Meteorologic and Air Pollution Data
A description of the 24-hour averages of meteorologic and air pollution variables for each monitoring site can be found in eTable 1 (http://links.lww.com/EDE/A490). Medians of these site-specific descriptive measures are shown in Table 2. Mean temperature in summer was 16.5°C and in winter 5.4°C.
Air Temperature and Blood Pressure
A 10°C decrease in temperature was associated with an immediate (lag 0) increase in systolic BP by 0.5% (95% confidence interval [CI = 0.1% to 1.0%]) and a delayed (lag 6) increase in systolic BP by 0.4% (0.0% to 0.9%) (Fig. 1A).

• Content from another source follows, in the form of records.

//! Read command implementation

use rdfu_core::progress::FlashProgress;
use rdfu_core::read::read_memory;
use rdfu_core::{DeviceInfo, DfuUpload};

use super::CommandError;

/// Bytes from `start` to the end of the memory holding it
fn default_length(info: &DeviceInfo, start: u32) -> Option<usize> {
    info.interfaces
        .iter()
        .find_map(|intf| intf.layout.span_from(start))
        .and_then(|len| usize::try_from(len).ok())
}

/// Read `length` bytes at `start` from `device`
///
/// `start` defaults to the device's first memory, `length` to the end of
/// the memory containing `start`.
pub fn run<D: DfuUpload>(
    device: &mut D,
    start: Option<u32>,
    length: Option<u32>,
    progress: &mut dyn FlashProgress,
) -> Result<Vec<u8>, Box<dyn std::error::Error>> {
    let start = start
        .or_else(|| device.default_start_address())
        .ok_or(CommandError::NoStartAddress)?;
    let length = match length {
        Some(len) => len as usize,
        None => default_length(device.info(), start).ok_or(CommandError::UnknownLength(start))?,
    };
    log::info!("Reading {} bytes at 0x{:08X}", length, start);
    Ok(read_memory(device, start, length, progress)?)
}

These percent changes correspond to an immediate increase in systolic BP of 0.6 mm Hg (0.1 to 1.1 mm Hg) and a delayed increase of 0.5 mm Hg (0.0 to 1.0 mm Hg) in association with a 10°C decrease in temperature. When we additionally adjusted for NO2, the sample size decreased by about 10% but temperature effects were stronger for lags 1, 2, and 5 and for the 7-day average (Fig. 1A). Temperature effects on systolic BP were not affected by adjustment for PM10 (data not shown). For all time lags, temperature effects were much stronger in April–September than in October–March (Fig. 1B). We observed no main effects of temperature on diastolic BP, but interaction analyses revealed a statistically significant increase in diastolic BP in association with temperature decrements in summer (data not shown). Temperature effects were not modified by center, smoking, or trimester of pregnancy.
Air Pollution and Blood Pressure
The medians of the station-specific interquartile ranges for 24-hour and 7-day averages were 14.4 and 11.4 μg/m3, respectively, for NO2 and 11.3 and 7.7 μg/m3 for PM10, respectively. Figure 2A shows the associations between NO2 and systolic BP, adjusted for the variables listed in eTable 2 (http://links.lww.com/EDE/A490). An IQR increase in NO2 in the 24 hours preceding the visit was associated with a change in systolic BP of −0.3% (−0.5% to −0.1%) or −0.4 mm Hg (−0.6 to −0.1 mm Hg). Similar decreases were also observed with lags of 1, 5, and 6 days. Increases in the 7-day average for both NO2 (−0.4% [−0.7% to −0.2%] or −0.5 mm Hg [0.8% to −0.2% mm Hg]) and PM10 (−0.3% [−0.5% to 0.0%] or −0.3 mm Hg [−0.6% to 0.0%]) were associated with the strongest reductions in SBP. Effect estimates for NO2 on systolic BP seemed to be stronger than PM10 effects in analyses considering pregnancy as a whole. We detected no clear associations between air pollutants and diastolic BP (Fig. 2B).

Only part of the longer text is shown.